YOUR OBJECTIVE: When you reach the line containing "types for convenience", include it and stop; until then, return each line of the material exactly, starting with the first.

SUPPLIED ENTRIES:
//! focusclock library
//!
//! This library provides the core functionality behind the focusclock
//! daemon and CLI. It includes:
//! - Recurrence resolution for repeating alarms
//! - Persistent alarm and countdown stores
//! - Wake-up scheduling, alarm firing and stop/snooze handling
//! - The focus countdown engine and its tick loop
//! - Alert playback (sound and vibration) and notifications
//! - IPC server/client for daemon-CLI communication
//! - CLI command parsing and display utilities

pub mod alert;
pub mod cli;
pub mod clock;
pub mod config;
pub mod countdown;
pub mod daemon;
pub mod firing;
pub mod notification;
pub mod recurrence;
pub mod scheduler;
pub mod store;
pub mod types;

// Re-export commonly used types for convenience
pub use types::{
    AlarmId, AlarmParams, AlarmRecord, AlarmSummary, CountdownPhase, CountdownSettings,
    CountdownState, IpcRequest, IpcResponse, RepeatMode, ResponseData, SettingsParams,
    TimerSummary, WeekdaySet,
};

pub use alert::{
    AlertError, AlertPresenter, AlertSession, AlertSpec, MockAlertPresenter,
    MockVibrationService, SoundSource, VibrationPattern, VibrationService,
};
pub use clock::{AlarmClock, ClockError};
pub use config::AppConfig;
pub use countdown::{CountdownEngine, CountdownError, CountdownEvent, CountdownTimer};
pub use firing::{AlarmFiringHandler, FiringError, RingState};
pub use notification::{MockNotificationPresenter, NotificationError, NotificationPresenter};
pub use recurrence::{next_fire_for, next_fire_time, RecurrenceRule};
pub use scheduler::{
    AlarmScheduler, MockWakeScheduler, SchedulerError, TokioWakeScheduler, WakePayload,
    WakeScheduler,
};
pub use store::{AlarmStore, CountdownStore, FileStore, KeyValueStore, MemoryStore, StoreError};
//! Display utilities for the focusclock CLI.
//!
//! This module provides formatted output for:
//! - Success messages
//! - Error messages
//! - Alarm lists
//! - Countdown status
//! - Pomodoro tasks

use crate::types::{
    AlarmSummary, CountdownPhase, CountdownSettings, IpcResponse, TaskSummary, TimerSummary,
};

// ============================================================================
// Display
// ============================================================================

/// Display utilities for CLI output.
pub struct Display;

impl Display {
    /// Shows the daemon's message and the affected alarm, if any.
    pub fn show_alarm_result(response: &IpcResponse) {
        println!("* {}", response.message);

        let alarms = response.data.as_ref().and_then(|data| data.alarms.as_deref());
        if let Some(alarm) = alarms.and_then(|alarms| alarms.first()) {
            println!("  {}", Self::alarm_line(alarm));
        }
    }

    /// Shows all alarms.
    pub fn show_alarm_list(response: &IpcResponse) {
        let alarms = response
            .data
            .as_ref()
            .and_then(|data| data.alarms.as_deref())
            .unwrap_or_default();

        if alarms.is_empty() {
            println!("アラームはありません");
            return;
        }

        println!("アラーム一覧");
        println!("─────────────────────────────");
        for alarm in alarms {
            println!("{}", Self::alarm_line(alarm));
        }
    }

    /// Shows the daemon's message and the countdown state it returned.
    pub fn show_timer_result(response: &IpcResponse) {
        println!("* {}", response.message);

        if let Some(timer) = response.data.as_ref().and_then(|data| data.timer) {
            if timer.phase != CountdownPhase::Stopped {
                println!("  残り時間: {}", Self::format_remaining(timer.remaining_millis));
            }
        }
    }

    /// Shows the current countdown status.
    pub fn show_timer_status(response: &IpcResponse) {
        println!("集中タイマー ステータス");
        println!("─────────────────────────────");

        match response.data.as_ref().and_then(|data| data.timer) {
            Some(timer) => Self::print_timer(&timer),
            None => println!("タイマーの状態を取得できませんでした"),
        }
    }

    /// Shows updated countdown settings.
    pub fn show_settings(response: &IpcResponse) {
        println!("* {}", response.message);

        if let Some(settings) = response.data.as_ref().and_then(|data| data.settings.as_ref()) {
            Self::print_settings(settings);
        }
    }

    /// Shows the daemon's message after a task change.
    pub fn show_task_result(response: &IpcResponse) {
        println!("* {}", response.message);
    }

    /// Shows all tasks, marking the selected one.
    pub fn show_task_list(response: &IpcResponse) {
        let tasks = response
            .data
            .as_ref()
            .and_then(|data| data.tasks.as_deref())
            .unwrap_or_default();

        if tasks.is_empty() {
            println!("タスクはありません");
            return;
        }

        println!("タスク一覧");
        println!("─────────────────────────────");
        for task in tasks {
            println!("{}", Self::task_line(task));
        }
    }

    /// Shows an error message.
    pub fn show_error(message: &str) {
        eprintln!("エラー: {}", message);
    }

    fn print_timer(timer: &TimerSummary) {
        let state_display = match timer.phase {
            CountdownPhase::Running => "実行中",
            CountdownPhase::Paused => "一時停止中",
            CountdownPhase::Stopped => "停止中",
            CountdownPhase::Finished => "完了",
        };
        println!("状態: {}", state_display);
        println!("残り時間: {}", Self::format_remaining(timer.remaining_millis));
        println!("完了サイクル: {}", timer.completed_cycles);
    }

    fn print_settings(settings: &CountdownSettings) {
        println!("  集中時間: {}分", settings.focus_minutes);
        println!("  サウンド: {}", Self::on_off(settings.sound_enabled));
        println!("  バイブレーション: {}", Self::on_off(settings.vibration_enabled));
    }

    fn alarm_line(alarm: &AlarmSummary) -> String {
        let mut line = format!(
            "[{}] #{} {}  {}  ({})",
            if alarm.active { "on " } else { "off" },
            alarm.id,
            alarm.time,
            alarm.name,
            alarm.repeat
        );
        if let Some(next) = alarm.next_fire {
            line.push_str(&format!("  次回: {}", next.format("%m/%d %H:%M")));
        }
        line
    }

    fn task_line(task: &TaskSummary) -> String {
        format!(
            "{} [{}] #{} {}  {}/{}",
            if task.selected { ">" } else { " " },
            if task.completed { "x" } else { " " },
            task.id,
            task.title,
            task.completed_pomodoros,
            task.estimated_pomodoros
        )
    }

    fn on_off(enabled: bool) -> &'static str {
        if enabled {
            "オン"
        } else {
            "オフ"
        }
    }

    /// Formats remaining milliseconds as `m:ss`, rounding partial seconds up.
    fn format_remaining(millis: u64) -> String {
        let total_seconds = millis.div_ceil(1000);
        format!("{}:{:02}", total_seconds / 60, total_seconds % 60)
    }
}

// ============================================================================
// Tests
// ============================================================================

RESPONSE BOX:
//! focusclock library
//!
//! This library provides the core functionality behind the focusclock
//! daemon and CLI. It includes:
//! - Recurrence resolution for repeating alarms
//! - Persistent alarm and countdown stores
//! - Wake-up scheduling, alarm firing and stop/snooze handling
//! - The focus countdown engine and its tick loop
//! - Alert playback (sound and vibration) and notifications
//! - IPC server/client for daemon-CLI communication
//! - CLI command parsing and display utilities

pub mod alert;
pub mod cli;
pub mod clock;
pub mod config;
pub mod countdown;
pub mod daemon;
pub mod firing;
pub mod notification;
pub mod recurrence;
pub mod scheduler;
pub mod store;
pub mod types;

// Re-export commonly used types for convenience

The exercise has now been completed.